_EXERCISE AIM_:
State how many lines in the following entries hold the word "origin". The reply is that number only.

_RECORDS FOR THIS TASK_:

____________________

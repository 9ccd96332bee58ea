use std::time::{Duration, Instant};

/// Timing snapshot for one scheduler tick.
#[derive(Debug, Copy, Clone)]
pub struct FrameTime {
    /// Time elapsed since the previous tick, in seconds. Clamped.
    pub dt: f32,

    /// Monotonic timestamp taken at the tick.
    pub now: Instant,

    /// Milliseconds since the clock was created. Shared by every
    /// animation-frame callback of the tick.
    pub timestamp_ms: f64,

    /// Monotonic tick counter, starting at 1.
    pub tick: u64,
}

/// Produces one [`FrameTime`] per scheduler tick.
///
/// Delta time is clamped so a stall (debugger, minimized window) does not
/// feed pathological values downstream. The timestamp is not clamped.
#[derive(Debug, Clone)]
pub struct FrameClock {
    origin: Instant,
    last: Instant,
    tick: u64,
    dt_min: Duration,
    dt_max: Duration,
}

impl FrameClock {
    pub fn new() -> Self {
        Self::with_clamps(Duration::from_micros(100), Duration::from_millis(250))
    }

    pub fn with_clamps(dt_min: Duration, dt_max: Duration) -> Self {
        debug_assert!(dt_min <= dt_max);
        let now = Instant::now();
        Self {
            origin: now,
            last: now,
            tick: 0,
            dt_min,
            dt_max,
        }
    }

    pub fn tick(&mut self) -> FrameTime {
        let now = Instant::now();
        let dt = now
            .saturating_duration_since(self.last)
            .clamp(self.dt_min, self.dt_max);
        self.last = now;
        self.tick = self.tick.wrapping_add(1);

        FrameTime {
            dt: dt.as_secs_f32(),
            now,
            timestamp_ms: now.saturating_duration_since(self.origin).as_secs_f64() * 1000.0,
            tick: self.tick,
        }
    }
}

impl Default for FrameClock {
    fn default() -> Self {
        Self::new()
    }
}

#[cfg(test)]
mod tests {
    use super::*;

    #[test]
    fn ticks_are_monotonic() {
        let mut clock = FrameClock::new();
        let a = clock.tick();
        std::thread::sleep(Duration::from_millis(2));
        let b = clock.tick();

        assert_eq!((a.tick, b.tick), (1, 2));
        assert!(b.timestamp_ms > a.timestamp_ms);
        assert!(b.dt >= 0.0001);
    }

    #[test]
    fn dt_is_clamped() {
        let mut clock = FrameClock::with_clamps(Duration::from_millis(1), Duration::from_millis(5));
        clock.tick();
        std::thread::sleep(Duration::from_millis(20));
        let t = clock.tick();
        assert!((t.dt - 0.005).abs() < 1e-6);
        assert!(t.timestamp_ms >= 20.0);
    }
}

____________________

_WRITTEN RESPONSE_:
3